:: THE DATA ::

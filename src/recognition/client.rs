//! Recognition client task
//!
//! Runs on tokio, off the frame path. The frame cadence hands over the latest
//! fretting-hand pose through a `watch` channel (latest wins, never blocks)
//! and reads results back through a second `watch` carrying an immutable
//! `Arc<RecognitionSnapshot>`.
//!
//! Connection lifecycle:
//! ```text
//!   Connecting -> Connected -(lost)-> Reconnecting{1..N} -> Connected
//!                                         |
//!                                         +-(exhausted)-> Offline -(probe ok)-> Connected
//! ```

use std::sync::Arc;
use std::time::Duration;

use tokio::runtime::Handle;
use tokio::sync::watch;
use tokio::task::JoinHandle;

use crate::config::RecognitionConfig;
use crate::error::{log_recognition_error, RecognitionError};
use crate::landmarks::PoseVector;
use crate::telemetry::{self, MetricEvent};

use super::backoff::ReconnectBackoff;
use super::protocol::{validate_vector, InferenceRequest, ServerMessage};
use super::transport::RecognizerTransport;
use super::{
    ConnectionState, PoseRequest, PublishThrottle, RecognitionSnapshot, RecognitionSource,
};

/// Frame-side handle to a running recognition client
#[derive(Debug)]
pub struct RecognitionHandle {
    pose_tx: watch::Sender<Option<PoseRequest>>,
    snapshot_rx: watch::Receiver<Arc<RecognitionSnapshot>>,
    throttle: PublishThrottle,
}

impl RecognitionHandle {
    /// Receiver for awaiting snapshot changes (presentation, tests)
    pub fn subscribe(&self) -> watch::Receiver<Arc<RecognitionSnapshot>> {
        self.snapshot_rx.clone()
    }

    /// Hand a pose to the client, bypassing the throttle.
    pub fn publish(&self, request: PoseRequest) {
        self.pose_tx.send_replace(Some(request));
    }
}

impl RecognitionSource for RecognitionHandle {
    fn offer(&mut self, pose: &PoseVector, frame_id: u64) -> bool {
        if !self.throttle.try_acquire(pose.timestamp_ms) {
            return false;
        }
        self.publish(PoseRequest::from_pose(pose, frame_id));
        true
    }

    fn snapshot(&self) -> Arc<RecognitionSnapshot> {
        Arc::clone(&self.snapshot_rx.borrow())
    }
}

enum SessionEnd {
    /// The frame side dropped its handle
    Shutdown,
    /// The connection failed and must be re-established
    Lost(RecognitionError),
}

/// Background task owning the transport and the reconnect schedule
pub struct RecognitionClient {
    transport: Box<dyn RecognizerTransport>,
    backoff: ReconnectBackoff,
    request_timeout: Duration,
    probe_interval: Duration,
    pose_rx: watch::Receiver<Option<PoseRequest>>,
    snapshot_tx: watch::Sender<Arc<RecognitionSnapshot>>,
    current: RecognitionSnapshot,
}

impl RecognitionClient {
    /// Spawn the client on the current tokio runtime.
    pub fn spawn(
        config: &RecognitionConfig,
        transport: Box<dyn RecognizerTransport>,
    ) -> (RecognitionHandle, JoinHandle<()>) {
        Self::spawn_on(&Handle::current(), config, transport)
    }

    /// Spawn the client on `runtime`; callable from non-async code.
    pub fn spawn_on(
        runtime: &Handle,
        config: &RecognitionConfig,
        transport: Box<dyn RecognizerTransport>,
    ) -> (RecognitionHandle, JoinHandle<()>) {
        Self::spawn_with_backoff(runtime, config, transport, ReconnectBackoff::from_config(config))
    }

    pub fn spawn_with_backoff(
        runtime: &Handle,
        config: &RecognitionConfig,
        transport: Box<dyn RecognizerTransport>,
        backoff: ReconnectBackoff,
    ) -> (RecognitionHandle, JoinHandle<()>) {
        let (pose_tx, pose_rx) = watch::channel(None);
        let (snapshot_tx, snapshot_rx) = watch::channel(Arc::new(RecognitionSnapshot::default()));

        tracing::info!(
            "[RecognitionClient] Starting with {} transport (publish every {}ms, timeout {}ms)",
            transport.name(),
            config.publish_interval_ms,
            config.request_timeout_ms
        );

        let client = RecognitionClient {
            transport,
            backoff,
            request_timeout: Duration::from_millis(config.request_timeout_ms),
            probe_interval: Duration::from_millis(config.offline_probe_interval_ms),
            pose_rx,
            snapshot_tx,
            current: RecognitionSnapshot::default(),
        };
        let task = runtime.spawn(client.run());

        let handle = RecognitionHandle {
            pose_tx,
            snapshot_rx,
            throttle: PublishThrottle::new(config.publish_interval_ms),
        };
        (handle, task)
    }

    async fn run(mut self) {
        loop {
            match self.transport.connect().await {
                Ok(()) => {
                    self.backoff.reset();
                    self.set_state(ConnectionState::Connected);
                    match self.serve().await {
                        SessionEnd::Shutdown => break,
                        SessionEnd::Lost(err) => {
                            log_recognition_error(&err, "RecognitionClient::serve");
                            self.record_error(err);
                        }
                    }
                }
                Err(err) => {
                    log_recognition_error(&err, "RecognitionClient::connect");
                    self.record_error(err);
                }
            }

            let delay = match self.backoff.next_delay() {
                Some(delay) => {
                    self.set_state(ConnectionState::Reconnecting {
                        attempt: self.backoff.attempt(),
                    });
                    delay
                }
                None => {
                    self.set_state(ConnectionState::Offline);
                    self.probe_interval
                }
            };

            if !self.sleep_unless_shutdown(delay).await {
                break;
            }
        }

        self.transport.close().await;
        tracing::info!("[RecognitionClient] Stopped");
    }

    /// Serve requests until the connection fails or the frame side goes away.
    async fn serve(&mut self) -> SessionEnd {
        loop {
            if self.pose_rx.changed().await.is_err() {
                return SessionEnd::Shutdown;
            }
            let Some(pose) = self.pose_rx.borrow_and_update().clone() else {
                continue;
            };

            if let Err(err) = validate_vector(&pose.values) {
                log_recognition_error(&err, "RecognitionClient::validate");
                self.record_error(err);
                continue;
            }

            let request = InferenceRequest::from_pose(&pose);
            self.current.requests_sent += 1;

            let response =
                tokio::time::timeout(self.request_timeout, self.transport.request(&request)).await;
            match response {
                Err(_) => {
                    return SessionEnd::Lost(RecognitionError::Timeout {
                        timeout_ms: self.request_timeout.as_millis() as u64,
                    })
                }
                Ok(Err(err)) if err.is_transport() => return SessionEnd::Lost(err),
                Ok(Err(err)) => {
                    log_recognition_error(&err, "RecognitionClient::request");
                    self.record_error(err);
                }
                Ok(Ok(ServerMessage::InferenceResult(body))) => {
                    match body.into_result(pose.timestamp_ms) {
                        Ok(result) => {
                            tracing::debug!(
                                "[RecognitionClient] {} ({:.2}) for frame {}",
                                result.chord_id,
                                result.confidence,
                                pose.frame_id
                            );
                            telemetry::hub().publish(MetricEvent::Recognition {
                                chord_id: result.chord_id.clone(),
                                confidence: result.confidence,
                                frame_timestamp_ms: result.timestamp_ms,
                            });
                            self.current.results_received += 1;
                            self.current.result = Some(result);
                            self.publish();
                        }
                        Err(err) => {
                            log_recognition_error(&err, "RecognitionClient::decode");
                            self.record_error(err);
                        }
                    }
                }
                Ok(Ok(ServerMessage::InferenceError(body))) => {
                    // The previous result stays in effect.
                    let err = RecognitionError::from(body);
                    log_recognition_error(&err, "RecognitionClient::response");
                    self.record_error(err);
                }
            }
        }
    }

    /// Sleep for `delay`; returns false if the frame side shut down meanwhile.
    async fn sleep_unless_shutdown(&mut self, delay: Duration) -> bool {
        let sleep = tokio::time::sleep(delay);
        tokio::pin!(sleep);
        loop {
            tokio::select! {
                _ = &mut sleep => return true,
                changed = self.pose_rx.changed() => {
                    if changed.is_err() {
                        return false;
                    }
                    // Poses offered while disconnected are dropped.
                    self.pose_rx.borrow_and_update();
                }
            }
        }
    }

    fn set_state(&mut self, state: ConnectionState) {
        if self.current.state == state {
            return;
        }
        match state {
            ConnectionState::Offline => tracing::warn!(
                "[RecognitionClient] Offline after {} attempts, probing every {:?}",
                self.backoff.attempt(),
                self.probe_interval
            ),
            ConnectionState::Connected => {
                tracing::info!("[RecognitionClient] Connected")
            }
            other => tracing::debug!("[RecognitionClient] {:?}", other),
        }
        telemetry::hub().publish(MetricEvent::Connectivity { state });
        self.current.state = state;
        self.publish();
    }

    fn record_error(&mut self, err: RecognitionError) {
        self.current.last_error = Some(err);
        self.publish();
    }

    fn publish(&self) {
        self.snapshot_tx.send_replace(Arc::new(self.current.clone()));
    }
}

:::

- _TRY IT_
Only lines holding the word "Option" are wanted, so copy each of them from the records above.

- _RESULT_
    pose_tx: watch::Sender<Option<PoseRequest>>,
    pose_rx: watch::Receiver<Option<PoseRequest>>,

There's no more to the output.